→ EXERCISE
The result should be the line with "self.buttons.contains(ButtonEdges::SECONDARY_DOWN)" followed by every remaining line of the entries, each reproduced exactly, with nothing else.

★ ★ ★ ★ ★

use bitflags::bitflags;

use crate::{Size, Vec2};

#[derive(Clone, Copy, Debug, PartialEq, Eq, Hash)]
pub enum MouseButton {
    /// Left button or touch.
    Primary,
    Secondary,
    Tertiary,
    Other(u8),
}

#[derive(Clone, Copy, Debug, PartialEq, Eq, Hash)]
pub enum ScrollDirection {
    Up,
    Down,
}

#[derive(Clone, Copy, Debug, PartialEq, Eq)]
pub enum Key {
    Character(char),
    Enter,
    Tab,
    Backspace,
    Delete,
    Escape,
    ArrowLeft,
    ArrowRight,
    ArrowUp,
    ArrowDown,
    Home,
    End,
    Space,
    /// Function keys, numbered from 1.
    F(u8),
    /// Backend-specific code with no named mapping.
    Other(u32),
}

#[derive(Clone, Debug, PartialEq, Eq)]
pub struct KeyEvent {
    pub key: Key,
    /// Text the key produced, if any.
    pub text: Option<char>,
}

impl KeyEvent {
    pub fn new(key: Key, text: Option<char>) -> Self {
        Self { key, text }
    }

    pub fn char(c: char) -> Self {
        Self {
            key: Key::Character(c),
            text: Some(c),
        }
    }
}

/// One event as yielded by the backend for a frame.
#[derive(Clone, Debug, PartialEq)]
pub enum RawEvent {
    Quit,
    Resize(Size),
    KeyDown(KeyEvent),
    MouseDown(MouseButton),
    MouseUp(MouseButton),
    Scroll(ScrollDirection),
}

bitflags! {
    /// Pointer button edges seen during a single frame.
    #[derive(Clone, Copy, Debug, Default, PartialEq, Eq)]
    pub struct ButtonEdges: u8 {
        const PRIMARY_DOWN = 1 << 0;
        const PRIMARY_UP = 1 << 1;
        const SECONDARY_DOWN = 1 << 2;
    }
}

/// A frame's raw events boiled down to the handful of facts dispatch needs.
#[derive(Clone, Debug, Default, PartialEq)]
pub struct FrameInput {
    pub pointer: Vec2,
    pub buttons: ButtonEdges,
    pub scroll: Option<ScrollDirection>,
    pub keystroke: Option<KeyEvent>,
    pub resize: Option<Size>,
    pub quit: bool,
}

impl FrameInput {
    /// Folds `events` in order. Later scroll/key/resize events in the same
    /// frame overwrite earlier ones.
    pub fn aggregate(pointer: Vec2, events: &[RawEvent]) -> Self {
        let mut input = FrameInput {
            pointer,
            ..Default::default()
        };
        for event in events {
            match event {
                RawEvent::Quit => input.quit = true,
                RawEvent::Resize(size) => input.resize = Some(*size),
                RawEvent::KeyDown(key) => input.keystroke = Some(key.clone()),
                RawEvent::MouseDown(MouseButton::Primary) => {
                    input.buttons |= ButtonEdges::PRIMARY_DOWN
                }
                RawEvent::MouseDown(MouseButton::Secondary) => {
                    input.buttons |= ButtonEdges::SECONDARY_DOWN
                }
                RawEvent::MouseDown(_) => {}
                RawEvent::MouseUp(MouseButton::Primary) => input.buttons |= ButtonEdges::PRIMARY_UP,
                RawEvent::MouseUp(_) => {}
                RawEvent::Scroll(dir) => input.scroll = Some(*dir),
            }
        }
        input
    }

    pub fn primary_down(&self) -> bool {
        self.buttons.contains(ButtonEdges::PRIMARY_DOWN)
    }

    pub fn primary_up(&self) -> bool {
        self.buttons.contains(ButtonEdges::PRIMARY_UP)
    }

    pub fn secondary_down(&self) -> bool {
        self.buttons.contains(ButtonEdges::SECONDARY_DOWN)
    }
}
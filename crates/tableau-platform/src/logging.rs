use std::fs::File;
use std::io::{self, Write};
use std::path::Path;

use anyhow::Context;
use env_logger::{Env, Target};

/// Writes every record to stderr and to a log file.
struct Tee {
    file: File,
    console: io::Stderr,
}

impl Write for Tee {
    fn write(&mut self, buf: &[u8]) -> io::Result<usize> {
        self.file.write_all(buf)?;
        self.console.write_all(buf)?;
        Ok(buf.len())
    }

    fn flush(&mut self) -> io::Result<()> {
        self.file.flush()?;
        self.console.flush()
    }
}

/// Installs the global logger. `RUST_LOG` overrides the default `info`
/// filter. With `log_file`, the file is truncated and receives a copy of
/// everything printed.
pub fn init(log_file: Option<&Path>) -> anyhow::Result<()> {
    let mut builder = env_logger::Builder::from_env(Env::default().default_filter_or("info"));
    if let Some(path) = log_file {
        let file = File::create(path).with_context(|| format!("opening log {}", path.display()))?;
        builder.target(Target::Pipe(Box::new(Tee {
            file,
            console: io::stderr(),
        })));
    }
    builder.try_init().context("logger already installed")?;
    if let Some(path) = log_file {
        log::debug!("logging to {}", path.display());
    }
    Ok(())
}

★ ★ ★ ★ ★

→ RESPONSE TO THE EXERCISE
        self.buttons.contains(ButtonEdges::SECONDARY_DOWN)
    }
}
filename crates/tableau-platform/src/logging.rs
use std::fs::File;
use std::io::{self, Write};
use std::path::Path;

use anyhow::Context;
use env_logger::{Env, Target};

/// Writes every record to stderr and to a log file.
struct Tee {
    file: File,
    console: io::Stderr,
}

impl Write for Tee {
    fn write(&mut self, buf: &[u8]) -> io::Result<usize> {
        self.file.write_all(buf)?;
        self.console.write_all(buf)?;
        Ok(buf.len())
    }

    fn flush(&mut self) -> io::Result<()> {
        self.file.flush()?;
        self.console.flush()
    }
}

/// Installs the global logger. `RUST_LOG` overrides the default `info`
/// filter. With `log_file`, the file is truncated and receives a copy of
/// everything printed.
pub fn init(log_file: Option<&Path>) -> anyhow::Result<()> {
    let mut builder = env_logger::Builder::from_env(Env::default().default_filter_or("info"));
    if let Some(path) = log_file {
        let file = File::create(path).with_context(|| format!("opening log {}", path.display()))?;
        builder.target(Target::Pipe(Box::new(Tee {
            file,
            console: io::stderr(),
        })));
    }
    builder.try_init().context("logger already installed")?;
    if let Some(path) = log_file {
        log::debug!("logging to {}", path.display());
    }
    Ok(())
}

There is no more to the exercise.